(Source records)
----

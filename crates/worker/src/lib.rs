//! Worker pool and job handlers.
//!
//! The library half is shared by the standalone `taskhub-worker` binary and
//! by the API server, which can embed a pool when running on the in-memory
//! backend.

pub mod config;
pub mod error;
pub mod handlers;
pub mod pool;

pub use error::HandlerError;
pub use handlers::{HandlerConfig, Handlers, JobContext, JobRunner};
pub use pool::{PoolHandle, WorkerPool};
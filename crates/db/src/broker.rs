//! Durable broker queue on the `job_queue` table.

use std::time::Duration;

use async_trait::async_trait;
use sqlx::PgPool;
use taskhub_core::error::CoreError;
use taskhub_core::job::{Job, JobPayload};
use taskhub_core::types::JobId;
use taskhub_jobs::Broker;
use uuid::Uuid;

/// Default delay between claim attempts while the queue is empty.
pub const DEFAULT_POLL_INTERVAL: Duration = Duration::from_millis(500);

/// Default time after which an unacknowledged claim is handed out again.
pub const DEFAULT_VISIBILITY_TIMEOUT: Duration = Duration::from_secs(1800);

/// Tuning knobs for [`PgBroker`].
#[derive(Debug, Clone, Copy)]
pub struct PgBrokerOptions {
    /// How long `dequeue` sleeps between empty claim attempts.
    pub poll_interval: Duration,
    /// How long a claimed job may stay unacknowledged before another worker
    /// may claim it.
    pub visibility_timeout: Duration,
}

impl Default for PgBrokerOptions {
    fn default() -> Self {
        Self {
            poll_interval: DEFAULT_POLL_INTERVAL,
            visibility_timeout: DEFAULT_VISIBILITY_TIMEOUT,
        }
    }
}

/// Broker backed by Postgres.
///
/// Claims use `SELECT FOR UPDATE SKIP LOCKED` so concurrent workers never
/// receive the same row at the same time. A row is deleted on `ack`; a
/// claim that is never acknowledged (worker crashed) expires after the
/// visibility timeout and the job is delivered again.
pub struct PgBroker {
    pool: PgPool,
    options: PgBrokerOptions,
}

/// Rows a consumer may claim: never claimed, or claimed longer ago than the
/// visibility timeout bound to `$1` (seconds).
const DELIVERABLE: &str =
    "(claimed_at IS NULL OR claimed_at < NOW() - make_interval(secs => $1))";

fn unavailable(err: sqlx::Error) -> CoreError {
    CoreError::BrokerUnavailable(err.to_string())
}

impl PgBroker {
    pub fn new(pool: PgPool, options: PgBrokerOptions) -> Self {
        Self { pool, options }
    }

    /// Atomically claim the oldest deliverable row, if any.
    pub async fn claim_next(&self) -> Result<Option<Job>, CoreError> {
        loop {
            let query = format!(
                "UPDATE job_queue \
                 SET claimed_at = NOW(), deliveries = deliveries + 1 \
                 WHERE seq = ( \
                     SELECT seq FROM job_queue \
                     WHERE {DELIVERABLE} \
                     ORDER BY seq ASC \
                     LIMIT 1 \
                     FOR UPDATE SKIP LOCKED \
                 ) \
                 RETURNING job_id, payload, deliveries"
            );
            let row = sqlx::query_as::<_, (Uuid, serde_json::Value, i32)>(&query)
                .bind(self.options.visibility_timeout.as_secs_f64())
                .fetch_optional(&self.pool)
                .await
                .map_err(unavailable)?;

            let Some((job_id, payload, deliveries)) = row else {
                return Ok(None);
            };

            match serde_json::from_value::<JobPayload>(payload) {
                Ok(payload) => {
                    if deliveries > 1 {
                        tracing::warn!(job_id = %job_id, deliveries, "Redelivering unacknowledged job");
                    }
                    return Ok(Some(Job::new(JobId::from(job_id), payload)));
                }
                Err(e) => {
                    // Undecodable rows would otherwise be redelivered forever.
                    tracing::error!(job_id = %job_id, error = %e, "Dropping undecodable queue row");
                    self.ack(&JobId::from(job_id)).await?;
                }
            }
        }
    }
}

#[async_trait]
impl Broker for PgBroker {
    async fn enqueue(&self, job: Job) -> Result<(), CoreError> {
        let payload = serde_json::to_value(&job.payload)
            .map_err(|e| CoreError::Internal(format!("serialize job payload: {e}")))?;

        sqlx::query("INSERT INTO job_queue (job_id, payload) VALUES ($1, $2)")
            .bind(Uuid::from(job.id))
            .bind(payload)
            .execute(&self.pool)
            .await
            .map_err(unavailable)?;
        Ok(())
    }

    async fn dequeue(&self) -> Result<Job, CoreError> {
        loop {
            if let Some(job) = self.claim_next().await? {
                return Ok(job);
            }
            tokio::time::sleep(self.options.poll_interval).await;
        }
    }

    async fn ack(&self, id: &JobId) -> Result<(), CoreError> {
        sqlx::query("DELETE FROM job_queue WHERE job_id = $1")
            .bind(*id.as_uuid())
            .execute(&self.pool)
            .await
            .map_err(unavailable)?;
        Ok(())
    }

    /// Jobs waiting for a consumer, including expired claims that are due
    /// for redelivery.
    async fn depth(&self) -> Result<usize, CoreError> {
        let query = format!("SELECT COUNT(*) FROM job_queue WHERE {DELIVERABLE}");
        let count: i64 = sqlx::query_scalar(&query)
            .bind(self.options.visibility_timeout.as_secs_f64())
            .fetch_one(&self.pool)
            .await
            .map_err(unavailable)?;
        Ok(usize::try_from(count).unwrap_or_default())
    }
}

----

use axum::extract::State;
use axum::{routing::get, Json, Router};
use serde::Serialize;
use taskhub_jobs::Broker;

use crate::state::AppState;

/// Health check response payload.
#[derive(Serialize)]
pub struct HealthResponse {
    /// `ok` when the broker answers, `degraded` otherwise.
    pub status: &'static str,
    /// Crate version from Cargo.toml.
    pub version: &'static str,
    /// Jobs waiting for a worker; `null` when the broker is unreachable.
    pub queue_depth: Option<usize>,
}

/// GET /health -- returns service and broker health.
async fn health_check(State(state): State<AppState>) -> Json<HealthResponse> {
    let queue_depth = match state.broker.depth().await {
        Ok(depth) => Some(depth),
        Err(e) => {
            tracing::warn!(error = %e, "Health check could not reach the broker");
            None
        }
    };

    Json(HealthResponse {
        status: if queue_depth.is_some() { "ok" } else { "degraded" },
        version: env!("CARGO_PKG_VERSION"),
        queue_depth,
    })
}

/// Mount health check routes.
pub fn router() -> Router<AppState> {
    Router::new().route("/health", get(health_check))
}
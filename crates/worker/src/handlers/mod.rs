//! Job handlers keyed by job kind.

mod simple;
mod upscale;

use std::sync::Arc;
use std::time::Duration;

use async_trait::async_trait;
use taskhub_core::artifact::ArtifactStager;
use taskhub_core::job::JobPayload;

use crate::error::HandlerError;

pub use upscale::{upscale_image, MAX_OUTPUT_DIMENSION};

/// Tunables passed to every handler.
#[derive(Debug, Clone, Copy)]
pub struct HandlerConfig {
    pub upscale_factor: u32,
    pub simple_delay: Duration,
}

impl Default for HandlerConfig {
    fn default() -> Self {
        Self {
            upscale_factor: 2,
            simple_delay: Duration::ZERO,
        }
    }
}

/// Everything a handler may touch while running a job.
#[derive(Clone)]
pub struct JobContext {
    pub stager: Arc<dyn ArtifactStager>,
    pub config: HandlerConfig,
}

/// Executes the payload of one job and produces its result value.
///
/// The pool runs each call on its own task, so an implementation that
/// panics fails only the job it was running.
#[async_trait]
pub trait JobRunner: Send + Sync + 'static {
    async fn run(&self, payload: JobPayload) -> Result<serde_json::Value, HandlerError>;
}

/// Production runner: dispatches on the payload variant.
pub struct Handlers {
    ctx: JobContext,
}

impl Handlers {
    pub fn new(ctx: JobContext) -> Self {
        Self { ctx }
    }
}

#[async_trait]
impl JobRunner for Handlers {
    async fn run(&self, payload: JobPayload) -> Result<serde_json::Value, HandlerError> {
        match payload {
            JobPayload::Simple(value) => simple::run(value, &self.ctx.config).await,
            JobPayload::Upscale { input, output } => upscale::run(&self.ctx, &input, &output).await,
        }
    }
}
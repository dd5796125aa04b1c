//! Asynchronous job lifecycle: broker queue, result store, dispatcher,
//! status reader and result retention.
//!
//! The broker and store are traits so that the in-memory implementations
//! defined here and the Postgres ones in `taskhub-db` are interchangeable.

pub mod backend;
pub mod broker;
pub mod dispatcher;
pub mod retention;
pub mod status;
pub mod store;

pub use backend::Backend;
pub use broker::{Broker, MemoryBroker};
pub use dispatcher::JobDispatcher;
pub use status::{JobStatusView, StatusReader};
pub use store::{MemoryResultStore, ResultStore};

----

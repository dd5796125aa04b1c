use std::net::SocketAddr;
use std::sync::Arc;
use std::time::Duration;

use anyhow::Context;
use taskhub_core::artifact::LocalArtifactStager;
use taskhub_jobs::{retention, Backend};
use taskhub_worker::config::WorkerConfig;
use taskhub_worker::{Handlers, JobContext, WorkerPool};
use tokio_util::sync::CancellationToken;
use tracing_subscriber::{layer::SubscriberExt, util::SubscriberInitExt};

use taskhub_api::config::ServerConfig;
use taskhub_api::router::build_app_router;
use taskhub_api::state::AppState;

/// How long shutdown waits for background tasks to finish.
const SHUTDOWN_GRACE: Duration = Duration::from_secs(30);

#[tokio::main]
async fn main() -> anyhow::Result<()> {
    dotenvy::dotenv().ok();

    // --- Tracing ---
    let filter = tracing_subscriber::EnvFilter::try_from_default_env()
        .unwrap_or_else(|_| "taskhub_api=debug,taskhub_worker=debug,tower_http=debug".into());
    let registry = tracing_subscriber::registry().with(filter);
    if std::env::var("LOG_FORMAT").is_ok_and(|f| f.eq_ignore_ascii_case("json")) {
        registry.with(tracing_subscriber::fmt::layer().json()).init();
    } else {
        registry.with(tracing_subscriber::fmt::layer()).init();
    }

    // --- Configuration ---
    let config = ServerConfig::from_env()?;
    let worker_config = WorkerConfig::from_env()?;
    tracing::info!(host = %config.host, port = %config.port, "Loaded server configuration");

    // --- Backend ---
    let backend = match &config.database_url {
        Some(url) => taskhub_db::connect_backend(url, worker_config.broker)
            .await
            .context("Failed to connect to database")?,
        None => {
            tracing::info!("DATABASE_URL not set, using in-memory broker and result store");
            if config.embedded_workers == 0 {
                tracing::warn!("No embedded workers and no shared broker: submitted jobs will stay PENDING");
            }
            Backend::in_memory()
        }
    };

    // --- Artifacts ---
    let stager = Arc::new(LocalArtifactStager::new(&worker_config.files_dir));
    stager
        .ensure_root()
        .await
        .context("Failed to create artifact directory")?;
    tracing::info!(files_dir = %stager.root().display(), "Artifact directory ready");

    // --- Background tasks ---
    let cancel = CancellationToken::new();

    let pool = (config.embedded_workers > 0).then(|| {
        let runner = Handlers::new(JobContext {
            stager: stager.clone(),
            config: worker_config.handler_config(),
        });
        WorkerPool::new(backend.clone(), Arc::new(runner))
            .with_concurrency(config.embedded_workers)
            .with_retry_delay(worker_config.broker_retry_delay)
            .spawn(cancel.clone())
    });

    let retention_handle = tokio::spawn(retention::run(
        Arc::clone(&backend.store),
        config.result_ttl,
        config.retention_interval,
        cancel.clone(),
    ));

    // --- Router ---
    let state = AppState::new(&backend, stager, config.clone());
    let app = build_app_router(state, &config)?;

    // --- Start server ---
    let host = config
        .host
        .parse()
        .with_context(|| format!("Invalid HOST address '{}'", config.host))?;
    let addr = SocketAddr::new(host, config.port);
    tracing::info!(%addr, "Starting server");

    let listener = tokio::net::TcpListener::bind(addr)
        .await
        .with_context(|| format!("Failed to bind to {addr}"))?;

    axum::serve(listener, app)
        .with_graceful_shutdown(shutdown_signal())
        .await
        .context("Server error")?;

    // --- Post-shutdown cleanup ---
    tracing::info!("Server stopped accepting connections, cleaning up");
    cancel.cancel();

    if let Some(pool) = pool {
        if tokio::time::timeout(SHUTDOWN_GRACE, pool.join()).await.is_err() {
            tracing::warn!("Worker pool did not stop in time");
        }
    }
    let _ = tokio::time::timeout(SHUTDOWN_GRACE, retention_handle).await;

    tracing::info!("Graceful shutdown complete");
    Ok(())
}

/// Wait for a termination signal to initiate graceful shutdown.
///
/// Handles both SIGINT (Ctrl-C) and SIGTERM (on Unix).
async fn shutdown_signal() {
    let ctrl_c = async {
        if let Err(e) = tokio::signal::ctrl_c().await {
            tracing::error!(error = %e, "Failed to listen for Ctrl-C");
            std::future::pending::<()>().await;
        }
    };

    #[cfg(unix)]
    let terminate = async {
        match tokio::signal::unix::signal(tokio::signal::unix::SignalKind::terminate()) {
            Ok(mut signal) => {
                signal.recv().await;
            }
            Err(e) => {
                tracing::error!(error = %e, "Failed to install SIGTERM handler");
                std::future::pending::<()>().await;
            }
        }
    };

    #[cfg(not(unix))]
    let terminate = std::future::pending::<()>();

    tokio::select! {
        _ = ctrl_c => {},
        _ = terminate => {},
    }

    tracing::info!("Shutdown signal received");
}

----

## Task
Write down exactly the span of lines above from the one containing "filename crates/worker/src/lib.rs" to the one containing "pub mod pool;", both ends included.

## Worked solution
filename crates/worker/src/lib.rs
//! Worker pool and job handlers.
//!
//! The library half is shared by the standalone `taskhub-worker` binary and
//! by the API server, which can embed a pool when running on the in-memory
//! backend.

pub mod config;
pub mod error;
pub mod handlers;
pub mod pool;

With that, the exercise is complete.